* Exercise goal
Once the line with "contact = with_deadline(state.config.request_timeout(), async" is found in the data, output it and each following line exactly, up to and including the line with "- newest first", and nothing before or after.

>>>

//! Contact API Handlers

use axum::{Json, extract::State};

use crate::core::ServerState;
use crate::utils::{AppJson, AppResult, with_deadline};
use shared::models::{Contact, ContactCreate};

/// POST /api/contacts
pub async fn create(
    State(state): State<ServerState>,
    AppJson(payload): AppJson<ContactCreate>,
) -> AppResult<Json<Contact>> {
    let contacts = state.contacts.clone();
    let contact = with_deadline(state.config.request_timeout(), async move {
        contacts.create_contact(payload).await
    })
    .await?;
    Ok(Json(contact))
}

/// GET /api/contacts - newest first
pub async fn list(State(state): State<ServerState>) -> AppResult<Json<Vec<Contact>>> {
    let contacts = state.contacts.clone();
    let list = with_deadline(state.config.request_timeout(), async move { contacts.list_contacts().await }).await?;
    Ok(Json(list))
}
/// Current UTC time in Unix milliseconds
pub fn now_millis() -> i64 {
    chrono::Utc::now().timestamp_millis()
}

/// Check a `YYYY-MM-DD` calendar date string.
pub fn is_valid_date(value: &str) -> bool {
    value.len() == 10 && chrono::NaiveDate::parse_from_str(value, "%Y-%m-%d").is_ok()
}

/// Check a `HH:MM` (24h) time-of-day string.
pub fn is_valid_time(value: &str) -> bool {
    value.len() == 5 && chrono::NaiveTime::parse_from_str(value, "%H:%M").is_ok()
}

<<<

* Expected answer
    let contact = with_deadline(state.config.request_timeout(), async move {
        contacts.create_contact(payload).await
    })
    .await?;
    Ok(Json(contact))
}

/// GET /api/contacts - newest first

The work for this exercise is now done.